═════ Input
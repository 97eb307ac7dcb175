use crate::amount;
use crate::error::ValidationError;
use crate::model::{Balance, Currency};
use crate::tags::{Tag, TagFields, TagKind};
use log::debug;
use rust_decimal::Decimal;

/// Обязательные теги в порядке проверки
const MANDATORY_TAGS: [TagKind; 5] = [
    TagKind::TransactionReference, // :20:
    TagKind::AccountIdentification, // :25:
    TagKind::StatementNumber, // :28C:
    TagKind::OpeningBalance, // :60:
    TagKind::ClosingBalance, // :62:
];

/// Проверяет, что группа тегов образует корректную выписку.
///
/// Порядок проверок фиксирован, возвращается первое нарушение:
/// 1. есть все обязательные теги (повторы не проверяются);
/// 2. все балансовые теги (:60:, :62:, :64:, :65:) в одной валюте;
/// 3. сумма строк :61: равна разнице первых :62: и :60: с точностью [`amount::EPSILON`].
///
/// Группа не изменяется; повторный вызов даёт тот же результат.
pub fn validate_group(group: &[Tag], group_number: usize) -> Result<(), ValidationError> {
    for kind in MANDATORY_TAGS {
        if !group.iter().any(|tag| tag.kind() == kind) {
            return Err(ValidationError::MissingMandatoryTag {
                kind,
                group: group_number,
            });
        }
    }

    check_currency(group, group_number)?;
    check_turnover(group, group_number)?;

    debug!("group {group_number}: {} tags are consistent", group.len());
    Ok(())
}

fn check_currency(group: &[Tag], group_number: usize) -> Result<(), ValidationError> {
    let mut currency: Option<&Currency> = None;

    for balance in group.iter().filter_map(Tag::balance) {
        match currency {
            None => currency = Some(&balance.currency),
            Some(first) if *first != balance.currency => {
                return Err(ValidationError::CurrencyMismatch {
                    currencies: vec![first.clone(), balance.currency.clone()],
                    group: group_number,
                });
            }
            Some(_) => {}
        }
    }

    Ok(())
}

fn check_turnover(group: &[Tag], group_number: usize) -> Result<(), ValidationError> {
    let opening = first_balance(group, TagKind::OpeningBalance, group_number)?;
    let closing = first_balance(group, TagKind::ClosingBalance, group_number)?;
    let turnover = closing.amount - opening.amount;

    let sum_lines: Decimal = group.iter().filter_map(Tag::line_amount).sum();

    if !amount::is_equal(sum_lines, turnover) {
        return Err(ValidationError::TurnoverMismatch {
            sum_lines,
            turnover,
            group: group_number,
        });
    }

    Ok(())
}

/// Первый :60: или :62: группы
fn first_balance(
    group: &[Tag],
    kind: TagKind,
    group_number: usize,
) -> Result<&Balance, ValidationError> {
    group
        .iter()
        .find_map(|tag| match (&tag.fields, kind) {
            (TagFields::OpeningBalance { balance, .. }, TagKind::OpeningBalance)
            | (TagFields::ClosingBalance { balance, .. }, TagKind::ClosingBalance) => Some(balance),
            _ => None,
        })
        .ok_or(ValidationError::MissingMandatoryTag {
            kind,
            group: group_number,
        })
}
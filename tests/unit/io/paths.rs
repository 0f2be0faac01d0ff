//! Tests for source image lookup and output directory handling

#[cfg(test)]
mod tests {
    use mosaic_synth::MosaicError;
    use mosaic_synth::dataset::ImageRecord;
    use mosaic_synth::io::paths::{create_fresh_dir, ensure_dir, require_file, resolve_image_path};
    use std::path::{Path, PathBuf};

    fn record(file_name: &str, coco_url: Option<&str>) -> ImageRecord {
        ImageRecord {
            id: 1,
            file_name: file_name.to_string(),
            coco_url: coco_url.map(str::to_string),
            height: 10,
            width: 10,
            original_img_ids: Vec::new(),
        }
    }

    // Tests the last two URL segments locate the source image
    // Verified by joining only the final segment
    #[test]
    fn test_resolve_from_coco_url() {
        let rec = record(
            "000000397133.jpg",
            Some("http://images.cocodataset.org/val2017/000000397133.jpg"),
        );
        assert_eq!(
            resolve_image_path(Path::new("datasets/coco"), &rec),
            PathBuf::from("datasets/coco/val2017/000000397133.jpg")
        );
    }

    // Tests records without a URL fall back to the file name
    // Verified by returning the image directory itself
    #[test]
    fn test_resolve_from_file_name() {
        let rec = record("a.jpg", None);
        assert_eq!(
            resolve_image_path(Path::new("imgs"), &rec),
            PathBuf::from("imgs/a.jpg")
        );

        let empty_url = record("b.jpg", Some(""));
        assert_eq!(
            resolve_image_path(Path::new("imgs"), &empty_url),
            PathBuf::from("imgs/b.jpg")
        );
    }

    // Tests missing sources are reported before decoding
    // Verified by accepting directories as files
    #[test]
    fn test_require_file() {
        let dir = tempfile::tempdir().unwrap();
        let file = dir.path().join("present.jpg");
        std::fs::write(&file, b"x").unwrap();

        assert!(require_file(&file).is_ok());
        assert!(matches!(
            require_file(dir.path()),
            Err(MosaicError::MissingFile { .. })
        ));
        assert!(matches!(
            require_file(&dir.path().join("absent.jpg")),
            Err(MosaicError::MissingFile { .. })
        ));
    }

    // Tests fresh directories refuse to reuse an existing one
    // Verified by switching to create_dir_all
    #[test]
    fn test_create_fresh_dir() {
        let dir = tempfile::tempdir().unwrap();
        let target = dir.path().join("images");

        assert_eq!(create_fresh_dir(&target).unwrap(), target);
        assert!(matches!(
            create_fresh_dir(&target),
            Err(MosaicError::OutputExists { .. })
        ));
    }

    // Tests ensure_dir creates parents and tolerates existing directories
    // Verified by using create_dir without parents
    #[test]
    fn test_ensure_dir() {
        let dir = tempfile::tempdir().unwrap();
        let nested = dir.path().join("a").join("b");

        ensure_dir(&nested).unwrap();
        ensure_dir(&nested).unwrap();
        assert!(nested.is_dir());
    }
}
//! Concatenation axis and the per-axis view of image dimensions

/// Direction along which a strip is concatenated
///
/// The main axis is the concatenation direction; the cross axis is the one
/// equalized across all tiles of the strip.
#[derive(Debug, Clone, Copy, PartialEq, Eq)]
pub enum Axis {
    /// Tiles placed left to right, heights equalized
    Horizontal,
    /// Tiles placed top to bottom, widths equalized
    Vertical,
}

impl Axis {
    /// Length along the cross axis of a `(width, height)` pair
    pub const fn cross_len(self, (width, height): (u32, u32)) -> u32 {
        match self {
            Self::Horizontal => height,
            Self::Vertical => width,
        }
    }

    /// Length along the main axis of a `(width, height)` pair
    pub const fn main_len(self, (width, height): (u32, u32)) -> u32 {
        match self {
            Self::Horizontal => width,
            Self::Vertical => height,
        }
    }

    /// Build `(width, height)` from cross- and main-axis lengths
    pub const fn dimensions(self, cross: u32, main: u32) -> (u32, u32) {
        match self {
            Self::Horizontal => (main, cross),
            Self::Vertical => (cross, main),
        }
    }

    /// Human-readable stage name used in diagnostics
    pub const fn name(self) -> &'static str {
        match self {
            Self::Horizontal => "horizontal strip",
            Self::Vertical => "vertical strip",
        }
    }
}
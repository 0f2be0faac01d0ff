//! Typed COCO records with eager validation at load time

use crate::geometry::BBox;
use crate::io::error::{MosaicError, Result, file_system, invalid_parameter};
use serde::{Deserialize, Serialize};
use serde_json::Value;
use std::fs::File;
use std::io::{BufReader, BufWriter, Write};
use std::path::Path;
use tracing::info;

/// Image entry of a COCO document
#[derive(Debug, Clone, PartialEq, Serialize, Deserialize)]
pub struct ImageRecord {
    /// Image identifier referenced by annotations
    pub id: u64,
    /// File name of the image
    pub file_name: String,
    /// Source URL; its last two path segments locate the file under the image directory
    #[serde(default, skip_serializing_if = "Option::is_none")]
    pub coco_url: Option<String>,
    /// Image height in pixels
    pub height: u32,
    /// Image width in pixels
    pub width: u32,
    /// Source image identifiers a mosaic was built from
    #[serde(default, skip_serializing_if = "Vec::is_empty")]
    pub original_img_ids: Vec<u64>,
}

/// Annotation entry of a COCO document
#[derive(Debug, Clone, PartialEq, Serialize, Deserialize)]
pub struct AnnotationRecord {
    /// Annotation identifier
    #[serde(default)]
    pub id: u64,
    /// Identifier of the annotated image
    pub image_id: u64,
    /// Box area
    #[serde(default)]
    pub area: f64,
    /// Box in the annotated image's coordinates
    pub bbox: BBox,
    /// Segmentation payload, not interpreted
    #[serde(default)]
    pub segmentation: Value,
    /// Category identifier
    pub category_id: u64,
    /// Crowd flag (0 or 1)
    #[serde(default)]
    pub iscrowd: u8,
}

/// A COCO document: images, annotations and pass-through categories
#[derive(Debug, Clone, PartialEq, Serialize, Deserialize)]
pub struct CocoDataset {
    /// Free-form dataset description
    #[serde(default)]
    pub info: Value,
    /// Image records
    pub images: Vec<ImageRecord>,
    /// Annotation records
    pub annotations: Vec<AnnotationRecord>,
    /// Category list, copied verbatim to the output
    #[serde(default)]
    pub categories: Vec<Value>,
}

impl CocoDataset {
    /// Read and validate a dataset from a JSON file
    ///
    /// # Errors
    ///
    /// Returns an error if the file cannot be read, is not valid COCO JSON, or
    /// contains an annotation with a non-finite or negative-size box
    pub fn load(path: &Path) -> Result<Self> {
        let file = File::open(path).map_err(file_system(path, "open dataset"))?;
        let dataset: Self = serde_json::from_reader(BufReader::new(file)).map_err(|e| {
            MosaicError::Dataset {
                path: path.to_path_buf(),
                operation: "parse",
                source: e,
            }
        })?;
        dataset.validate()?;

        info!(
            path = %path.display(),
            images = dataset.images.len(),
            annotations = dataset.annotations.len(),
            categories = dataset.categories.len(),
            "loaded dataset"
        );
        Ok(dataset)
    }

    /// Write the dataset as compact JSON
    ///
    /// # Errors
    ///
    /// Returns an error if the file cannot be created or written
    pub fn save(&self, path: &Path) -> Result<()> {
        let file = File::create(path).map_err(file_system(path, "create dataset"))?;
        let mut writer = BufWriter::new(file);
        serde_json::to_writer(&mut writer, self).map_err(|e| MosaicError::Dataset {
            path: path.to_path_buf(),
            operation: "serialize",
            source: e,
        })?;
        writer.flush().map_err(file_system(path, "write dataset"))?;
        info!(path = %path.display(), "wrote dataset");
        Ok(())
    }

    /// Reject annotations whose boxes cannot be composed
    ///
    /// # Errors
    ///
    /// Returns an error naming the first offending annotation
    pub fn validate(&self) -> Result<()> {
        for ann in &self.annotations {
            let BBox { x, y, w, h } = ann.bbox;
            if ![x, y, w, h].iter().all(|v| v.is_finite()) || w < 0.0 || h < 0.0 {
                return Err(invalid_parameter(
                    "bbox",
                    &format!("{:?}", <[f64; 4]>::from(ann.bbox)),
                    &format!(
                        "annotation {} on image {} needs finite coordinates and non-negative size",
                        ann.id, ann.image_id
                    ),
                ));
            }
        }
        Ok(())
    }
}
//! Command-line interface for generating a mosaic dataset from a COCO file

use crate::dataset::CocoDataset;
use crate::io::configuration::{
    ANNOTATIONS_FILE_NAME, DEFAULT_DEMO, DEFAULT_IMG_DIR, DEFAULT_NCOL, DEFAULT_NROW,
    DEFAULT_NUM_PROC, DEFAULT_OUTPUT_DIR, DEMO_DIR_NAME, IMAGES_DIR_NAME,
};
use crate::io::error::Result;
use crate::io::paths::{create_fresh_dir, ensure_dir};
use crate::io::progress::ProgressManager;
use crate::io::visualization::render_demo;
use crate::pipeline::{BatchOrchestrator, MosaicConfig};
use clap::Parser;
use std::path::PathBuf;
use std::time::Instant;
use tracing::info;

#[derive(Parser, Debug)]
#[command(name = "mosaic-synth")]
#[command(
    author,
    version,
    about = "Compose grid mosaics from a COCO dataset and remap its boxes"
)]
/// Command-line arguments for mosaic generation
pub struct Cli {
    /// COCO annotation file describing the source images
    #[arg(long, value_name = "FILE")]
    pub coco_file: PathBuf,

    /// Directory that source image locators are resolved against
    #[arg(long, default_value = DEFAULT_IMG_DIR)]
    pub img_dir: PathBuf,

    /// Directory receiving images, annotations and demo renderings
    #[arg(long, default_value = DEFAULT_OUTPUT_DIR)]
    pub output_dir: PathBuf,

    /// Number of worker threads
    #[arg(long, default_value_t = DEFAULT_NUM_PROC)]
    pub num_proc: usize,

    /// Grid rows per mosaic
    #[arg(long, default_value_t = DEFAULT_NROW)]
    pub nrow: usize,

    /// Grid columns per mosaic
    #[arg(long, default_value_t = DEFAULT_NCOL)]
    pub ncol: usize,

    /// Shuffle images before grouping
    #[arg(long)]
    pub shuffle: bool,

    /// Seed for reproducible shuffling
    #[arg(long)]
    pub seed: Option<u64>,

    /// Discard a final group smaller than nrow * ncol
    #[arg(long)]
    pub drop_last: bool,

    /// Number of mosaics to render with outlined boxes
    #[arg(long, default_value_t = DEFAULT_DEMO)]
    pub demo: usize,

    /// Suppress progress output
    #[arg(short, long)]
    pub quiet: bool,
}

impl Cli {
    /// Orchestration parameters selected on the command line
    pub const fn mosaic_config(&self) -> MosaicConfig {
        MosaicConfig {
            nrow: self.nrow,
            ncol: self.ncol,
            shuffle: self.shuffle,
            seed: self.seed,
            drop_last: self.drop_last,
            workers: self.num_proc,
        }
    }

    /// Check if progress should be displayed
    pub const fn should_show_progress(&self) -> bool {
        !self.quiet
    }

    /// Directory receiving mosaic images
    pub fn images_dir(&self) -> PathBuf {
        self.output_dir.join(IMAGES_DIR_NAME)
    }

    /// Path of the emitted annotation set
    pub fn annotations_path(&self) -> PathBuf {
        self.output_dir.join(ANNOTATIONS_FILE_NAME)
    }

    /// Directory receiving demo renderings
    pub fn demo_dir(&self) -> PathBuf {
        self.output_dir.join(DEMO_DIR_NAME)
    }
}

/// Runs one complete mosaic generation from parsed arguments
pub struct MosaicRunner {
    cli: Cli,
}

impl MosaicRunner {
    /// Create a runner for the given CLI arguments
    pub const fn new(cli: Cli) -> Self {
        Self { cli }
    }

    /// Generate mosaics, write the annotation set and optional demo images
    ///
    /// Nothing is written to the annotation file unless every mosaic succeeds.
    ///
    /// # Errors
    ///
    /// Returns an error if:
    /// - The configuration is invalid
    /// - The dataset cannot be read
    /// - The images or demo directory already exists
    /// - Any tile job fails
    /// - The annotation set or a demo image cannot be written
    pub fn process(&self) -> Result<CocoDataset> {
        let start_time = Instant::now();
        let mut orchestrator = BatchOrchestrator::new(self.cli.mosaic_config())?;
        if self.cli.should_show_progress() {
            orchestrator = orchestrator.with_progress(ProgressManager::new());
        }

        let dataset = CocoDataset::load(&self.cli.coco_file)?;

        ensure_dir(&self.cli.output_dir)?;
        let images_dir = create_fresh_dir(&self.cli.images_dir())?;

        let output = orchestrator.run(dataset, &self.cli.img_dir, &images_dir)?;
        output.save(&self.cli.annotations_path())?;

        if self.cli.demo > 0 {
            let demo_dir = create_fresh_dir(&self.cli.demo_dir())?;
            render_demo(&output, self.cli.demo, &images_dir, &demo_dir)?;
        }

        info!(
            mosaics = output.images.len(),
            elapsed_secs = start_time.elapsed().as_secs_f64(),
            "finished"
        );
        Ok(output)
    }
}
══════════
* Work instructions:
Up to and including the line that contains "тот же результат.", restate each line of the material above word for word, beginning with its first line.

* Answer box:
repository 97eb307ac7dcb175
use crate::amount;
use crate::error::ValidationError;
use crate::model::{Balance, Currency};
use crate::tags::{Tag, TagFields, TagKind};
use log::debug;
use rust_decimal::Decimal;

/// Обязательные теги в порядке проверки
const MANDATORY_TAGS: [TagKind; 5] = [
    TagKind::TransactionReference, // :20:
    TagKind::AccountIdentification, // :25:
    TagKind::StatementNumber, // :28C:
    TagKind::OpeningBalance, // :60:
    TagKind::ClosingBalance, // :62:
];

/// Проверяет, что группа тегов образует корректную выписку.
///
/// Порядок проверок фиксирован, возвращается первое нарушение:
/// 1. есть все обязательные теги (повторы не проверяются);
/// 2. все балансовые теги (:60:, :62:, :64:, :65:) в одной валюте;
/// 3. сумма строк :61: равна разнице первых :62: и :60: с точностью [`amount::EPSILON`].
///
/// Группа не изменяется; повторный вызов даёт тот же результат.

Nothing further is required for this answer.